=== EXERCISE INPUT ===

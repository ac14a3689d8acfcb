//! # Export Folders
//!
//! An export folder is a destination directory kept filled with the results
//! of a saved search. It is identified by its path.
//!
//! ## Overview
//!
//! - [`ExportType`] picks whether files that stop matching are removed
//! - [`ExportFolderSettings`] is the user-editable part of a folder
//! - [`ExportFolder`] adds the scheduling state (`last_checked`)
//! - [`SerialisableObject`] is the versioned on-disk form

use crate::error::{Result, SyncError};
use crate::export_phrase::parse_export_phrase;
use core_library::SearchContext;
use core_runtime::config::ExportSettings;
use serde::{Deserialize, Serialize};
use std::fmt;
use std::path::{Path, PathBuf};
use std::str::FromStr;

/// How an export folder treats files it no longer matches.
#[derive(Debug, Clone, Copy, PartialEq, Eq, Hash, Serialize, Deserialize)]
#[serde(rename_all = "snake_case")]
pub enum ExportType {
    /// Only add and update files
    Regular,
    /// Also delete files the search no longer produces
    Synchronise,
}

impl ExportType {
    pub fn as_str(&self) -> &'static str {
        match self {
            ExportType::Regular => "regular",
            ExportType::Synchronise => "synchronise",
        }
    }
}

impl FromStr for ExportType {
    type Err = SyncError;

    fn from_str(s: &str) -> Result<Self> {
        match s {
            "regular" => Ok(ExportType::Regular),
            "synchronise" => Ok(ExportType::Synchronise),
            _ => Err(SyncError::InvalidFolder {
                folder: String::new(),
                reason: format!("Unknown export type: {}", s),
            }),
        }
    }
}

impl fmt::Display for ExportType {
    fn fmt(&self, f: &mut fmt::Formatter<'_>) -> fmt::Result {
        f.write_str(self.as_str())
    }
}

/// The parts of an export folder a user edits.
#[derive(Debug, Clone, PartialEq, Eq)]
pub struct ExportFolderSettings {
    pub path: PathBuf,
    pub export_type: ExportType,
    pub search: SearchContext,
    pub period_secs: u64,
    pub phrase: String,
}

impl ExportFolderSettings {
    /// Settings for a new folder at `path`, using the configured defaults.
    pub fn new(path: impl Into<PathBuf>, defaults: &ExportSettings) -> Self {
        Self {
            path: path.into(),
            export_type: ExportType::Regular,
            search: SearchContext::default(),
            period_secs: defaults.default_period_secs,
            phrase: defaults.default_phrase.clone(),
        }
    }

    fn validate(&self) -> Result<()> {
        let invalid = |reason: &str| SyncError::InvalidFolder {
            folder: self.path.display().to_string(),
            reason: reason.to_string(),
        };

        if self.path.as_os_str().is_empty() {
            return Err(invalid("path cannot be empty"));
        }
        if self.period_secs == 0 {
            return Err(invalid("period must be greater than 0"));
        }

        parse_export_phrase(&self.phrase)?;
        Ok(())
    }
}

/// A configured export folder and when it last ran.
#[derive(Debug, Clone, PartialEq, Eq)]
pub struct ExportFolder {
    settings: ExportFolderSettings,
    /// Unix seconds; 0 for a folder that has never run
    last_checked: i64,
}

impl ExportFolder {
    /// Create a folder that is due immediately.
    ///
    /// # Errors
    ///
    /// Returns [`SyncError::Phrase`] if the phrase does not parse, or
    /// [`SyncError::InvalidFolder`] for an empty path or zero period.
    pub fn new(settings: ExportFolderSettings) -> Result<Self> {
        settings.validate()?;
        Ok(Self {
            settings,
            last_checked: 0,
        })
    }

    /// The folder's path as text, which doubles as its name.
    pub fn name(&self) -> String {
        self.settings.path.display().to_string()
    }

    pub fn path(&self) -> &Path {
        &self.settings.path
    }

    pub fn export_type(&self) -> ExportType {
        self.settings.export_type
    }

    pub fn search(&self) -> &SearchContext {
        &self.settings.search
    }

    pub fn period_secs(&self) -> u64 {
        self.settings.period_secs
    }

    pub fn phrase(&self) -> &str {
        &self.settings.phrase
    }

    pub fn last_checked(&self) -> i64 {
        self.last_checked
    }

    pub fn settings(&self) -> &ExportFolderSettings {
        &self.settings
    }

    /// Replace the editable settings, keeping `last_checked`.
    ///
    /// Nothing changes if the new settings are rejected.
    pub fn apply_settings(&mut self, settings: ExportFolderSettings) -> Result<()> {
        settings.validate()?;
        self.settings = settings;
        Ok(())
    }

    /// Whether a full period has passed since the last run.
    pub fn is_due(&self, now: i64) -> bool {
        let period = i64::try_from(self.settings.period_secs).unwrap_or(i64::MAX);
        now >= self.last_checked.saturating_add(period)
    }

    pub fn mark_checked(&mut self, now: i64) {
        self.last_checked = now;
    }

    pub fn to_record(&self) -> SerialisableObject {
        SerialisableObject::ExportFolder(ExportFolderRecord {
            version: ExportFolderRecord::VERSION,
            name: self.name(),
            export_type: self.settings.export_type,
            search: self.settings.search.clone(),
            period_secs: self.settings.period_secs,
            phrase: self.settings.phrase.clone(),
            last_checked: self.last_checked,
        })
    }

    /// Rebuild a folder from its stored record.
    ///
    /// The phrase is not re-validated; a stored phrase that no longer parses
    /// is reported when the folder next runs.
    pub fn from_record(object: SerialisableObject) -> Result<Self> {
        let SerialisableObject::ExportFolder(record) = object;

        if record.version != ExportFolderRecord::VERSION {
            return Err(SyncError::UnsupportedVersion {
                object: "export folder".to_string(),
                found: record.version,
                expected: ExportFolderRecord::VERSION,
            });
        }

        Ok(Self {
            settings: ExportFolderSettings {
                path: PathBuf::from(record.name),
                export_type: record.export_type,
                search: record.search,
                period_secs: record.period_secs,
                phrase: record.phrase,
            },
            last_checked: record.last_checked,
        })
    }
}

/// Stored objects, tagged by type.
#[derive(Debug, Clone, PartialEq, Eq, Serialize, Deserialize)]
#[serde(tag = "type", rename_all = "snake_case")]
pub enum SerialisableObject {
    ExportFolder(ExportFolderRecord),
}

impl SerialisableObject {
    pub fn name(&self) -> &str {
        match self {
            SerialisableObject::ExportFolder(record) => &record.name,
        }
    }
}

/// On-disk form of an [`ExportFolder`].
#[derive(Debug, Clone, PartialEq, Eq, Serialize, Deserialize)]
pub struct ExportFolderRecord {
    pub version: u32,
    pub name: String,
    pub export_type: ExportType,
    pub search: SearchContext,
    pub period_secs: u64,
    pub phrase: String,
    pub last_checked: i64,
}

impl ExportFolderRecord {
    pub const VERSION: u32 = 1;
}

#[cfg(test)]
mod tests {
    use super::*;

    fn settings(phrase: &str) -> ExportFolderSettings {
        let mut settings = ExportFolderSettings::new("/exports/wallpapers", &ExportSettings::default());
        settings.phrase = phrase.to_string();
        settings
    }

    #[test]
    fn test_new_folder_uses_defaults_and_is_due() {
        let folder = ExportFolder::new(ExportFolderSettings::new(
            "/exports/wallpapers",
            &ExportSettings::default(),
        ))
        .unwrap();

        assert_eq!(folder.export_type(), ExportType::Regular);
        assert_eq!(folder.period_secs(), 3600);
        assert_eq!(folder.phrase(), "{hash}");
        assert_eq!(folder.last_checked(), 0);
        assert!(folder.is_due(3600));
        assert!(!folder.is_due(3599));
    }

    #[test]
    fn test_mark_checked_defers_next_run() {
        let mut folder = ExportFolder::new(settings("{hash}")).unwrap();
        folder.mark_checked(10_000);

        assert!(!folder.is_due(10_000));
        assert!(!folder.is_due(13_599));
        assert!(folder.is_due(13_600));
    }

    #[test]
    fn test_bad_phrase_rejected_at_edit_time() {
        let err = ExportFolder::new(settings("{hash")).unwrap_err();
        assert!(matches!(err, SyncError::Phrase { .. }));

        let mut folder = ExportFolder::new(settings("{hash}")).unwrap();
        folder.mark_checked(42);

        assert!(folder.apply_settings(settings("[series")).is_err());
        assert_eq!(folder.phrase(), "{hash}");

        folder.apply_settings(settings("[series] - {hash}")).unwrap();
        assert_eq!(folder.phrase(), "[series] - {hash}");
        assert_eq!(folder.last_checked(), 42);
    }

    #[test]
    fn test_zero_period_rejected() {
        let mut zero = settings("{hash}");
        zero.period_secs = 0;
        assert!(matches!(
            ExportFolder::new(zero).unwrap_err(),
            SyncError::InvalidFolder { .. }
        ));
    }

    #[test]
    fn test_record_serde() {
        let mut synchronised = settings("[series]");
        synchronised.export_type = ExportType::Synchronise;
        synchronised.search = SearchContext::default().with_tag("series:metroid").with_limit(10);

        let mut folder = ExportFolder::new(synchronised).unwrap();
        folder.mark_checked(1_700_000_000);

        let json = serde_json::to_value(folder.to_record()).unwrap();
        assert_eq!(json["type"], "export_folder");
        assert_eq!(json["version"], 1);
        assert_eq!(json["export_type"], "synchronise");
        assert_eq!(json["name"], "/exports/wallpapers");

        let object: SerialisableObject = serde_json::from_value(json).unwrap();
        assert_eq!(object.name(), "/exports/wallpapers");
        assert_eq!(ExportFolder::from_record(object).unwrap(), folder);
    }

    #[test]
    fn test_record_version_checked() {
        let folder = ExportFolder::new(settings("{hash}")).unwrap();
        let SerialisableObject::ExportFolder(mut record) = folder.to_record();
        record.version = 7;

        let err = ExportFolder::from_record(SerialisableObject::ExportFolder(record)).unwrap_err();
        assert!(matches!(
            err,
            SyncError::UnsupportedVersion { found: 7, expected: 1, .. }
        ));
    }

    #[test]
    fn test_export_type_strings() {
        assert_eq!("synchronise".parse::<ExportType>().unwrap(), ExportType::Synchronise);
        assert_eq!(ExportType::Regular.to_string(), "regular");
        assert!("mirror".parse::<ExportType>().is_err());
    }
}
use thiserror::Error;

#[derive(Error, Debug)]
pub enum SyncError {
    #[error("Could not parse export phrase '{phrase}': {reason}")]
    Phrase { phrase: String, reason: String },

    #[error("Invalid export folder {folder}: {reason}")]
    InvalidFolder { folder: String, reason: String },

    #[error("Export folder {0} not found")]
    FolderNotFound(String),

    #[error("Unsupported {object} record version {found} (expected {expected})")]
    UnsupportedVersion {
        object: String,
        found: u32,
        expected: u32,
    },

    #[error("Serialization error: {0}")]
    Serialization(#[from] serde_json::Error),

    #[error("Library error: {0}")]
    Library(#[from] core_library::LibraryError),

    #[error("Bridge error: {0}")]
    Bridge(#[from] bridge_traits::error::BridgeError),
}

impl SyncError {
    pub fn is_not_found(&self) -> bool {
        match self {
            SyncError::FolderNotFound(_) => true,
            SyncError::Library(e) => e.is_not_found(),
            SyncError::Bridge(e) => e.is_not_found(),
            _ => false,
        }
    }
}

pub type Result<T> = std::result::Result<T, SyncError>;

===
=== EXERCISE INPUT ===

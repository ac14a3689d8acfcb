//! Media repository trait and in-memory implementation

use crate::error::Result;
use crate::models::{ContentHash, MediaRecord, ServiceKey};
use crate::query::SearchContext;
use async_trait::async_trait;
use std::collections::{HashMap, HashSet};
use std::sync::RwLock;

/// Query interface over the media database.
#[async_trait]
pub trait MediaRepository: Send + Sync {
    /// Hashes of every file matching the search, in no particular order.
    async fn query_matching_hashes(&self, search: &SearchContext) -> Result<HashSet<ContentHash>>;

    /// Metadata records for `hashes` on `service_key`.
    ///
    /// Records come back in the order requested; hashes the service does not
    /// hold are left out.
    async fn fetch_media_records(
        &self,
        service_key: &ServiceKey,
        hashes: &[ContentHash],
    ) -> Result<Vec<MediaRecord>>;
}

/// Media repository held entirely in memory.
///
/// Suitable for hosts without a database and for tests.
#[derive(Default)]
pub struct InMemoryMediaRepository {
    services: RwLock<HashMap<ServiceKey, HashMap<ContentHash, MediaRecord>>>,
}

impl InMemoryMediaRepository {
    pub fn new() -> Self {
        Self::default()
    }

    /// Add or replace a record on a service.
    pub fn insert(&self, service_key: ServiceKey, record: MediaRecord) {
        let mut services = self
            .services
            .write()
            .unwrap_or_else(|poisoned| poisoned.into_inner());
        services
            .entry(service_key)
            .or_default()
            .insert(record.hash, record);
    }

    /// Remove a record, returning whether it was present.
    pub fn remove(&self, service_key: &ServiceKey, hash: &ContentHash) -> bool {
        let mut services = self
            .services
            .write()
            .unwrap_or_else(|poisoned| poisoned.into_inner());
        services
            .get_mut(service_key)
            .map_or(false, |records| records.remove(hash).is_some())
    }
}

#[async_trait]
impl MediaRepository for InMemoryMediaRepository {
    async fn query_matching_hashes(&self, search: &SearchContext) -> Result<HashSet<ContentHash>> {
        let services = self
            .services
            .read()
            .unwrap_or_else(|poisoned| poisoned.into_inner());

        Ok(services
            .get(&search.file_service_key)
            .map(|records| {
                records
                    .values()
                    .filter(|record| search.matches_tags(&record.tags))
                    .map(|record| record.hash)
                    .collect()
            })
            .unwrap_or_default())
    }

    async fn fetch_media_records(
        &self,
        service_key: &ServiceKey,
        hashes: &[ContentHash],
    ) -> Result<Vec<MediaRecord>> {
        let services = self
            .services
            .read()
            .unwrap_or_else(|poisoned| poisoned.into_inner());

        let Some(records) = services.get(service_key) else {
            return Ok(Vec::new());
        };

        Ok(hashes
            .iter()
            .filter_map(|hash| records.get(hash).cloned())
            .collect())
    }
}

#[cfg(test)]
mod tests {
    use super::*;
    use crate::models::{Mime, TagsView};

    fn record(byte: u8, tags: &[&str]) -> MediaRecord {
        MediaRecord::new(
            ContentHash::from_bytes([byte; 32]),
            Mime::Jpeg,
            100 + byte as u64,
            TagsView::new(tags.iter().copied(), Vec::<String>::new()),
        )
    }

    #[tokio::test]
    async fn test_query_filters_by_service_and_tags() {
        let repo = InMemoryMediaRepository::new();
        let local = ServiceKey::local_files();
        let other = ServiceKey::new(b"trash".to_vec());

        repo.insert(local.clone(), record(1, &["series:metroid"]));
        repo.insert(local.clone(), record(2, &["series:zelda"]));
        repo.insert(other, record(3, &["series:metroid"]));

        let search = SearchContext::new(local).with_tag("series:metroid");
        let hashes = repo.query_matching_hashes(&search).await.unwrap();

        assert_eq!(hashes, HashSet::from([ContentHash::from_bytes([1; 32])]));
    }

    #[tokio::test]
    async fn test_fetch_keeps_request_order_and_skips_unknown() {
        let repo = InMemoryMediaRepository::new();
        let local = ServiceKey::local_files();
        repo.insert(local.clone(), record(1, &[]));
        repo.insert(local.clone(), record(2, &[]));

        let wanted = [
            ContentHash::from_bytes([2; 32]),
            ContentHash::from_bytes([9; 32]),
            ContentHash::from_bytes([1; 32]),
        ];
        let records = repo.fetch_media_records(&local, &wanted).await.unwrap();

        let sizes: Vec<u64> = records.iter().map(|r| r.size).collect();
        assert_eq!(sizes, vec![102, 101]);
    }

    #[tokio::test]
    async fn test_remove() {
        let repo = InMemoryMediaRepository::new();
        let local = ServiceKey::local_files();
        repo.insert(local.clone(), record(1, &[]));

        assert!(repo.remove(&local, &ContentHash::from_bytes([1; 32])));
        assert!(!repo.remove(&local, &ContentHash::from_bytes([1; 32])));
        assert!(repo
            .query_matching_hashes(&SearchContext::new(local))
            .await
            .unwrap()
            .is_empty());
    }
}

===

*TO DO:* Copy out each line of the records where the word "ExportSettings" appears.

*TASK RESULT:*
use core_runtime::config::ExportSettings;
    pub fn new(path: impl Into<PathBuf>, defaults: &ExportSettings) -> Self {
        let mut settings = ExportFolderSettings::new("/exports/wallpapers", &ExportSettings::default());
            &ExportSettings::default(),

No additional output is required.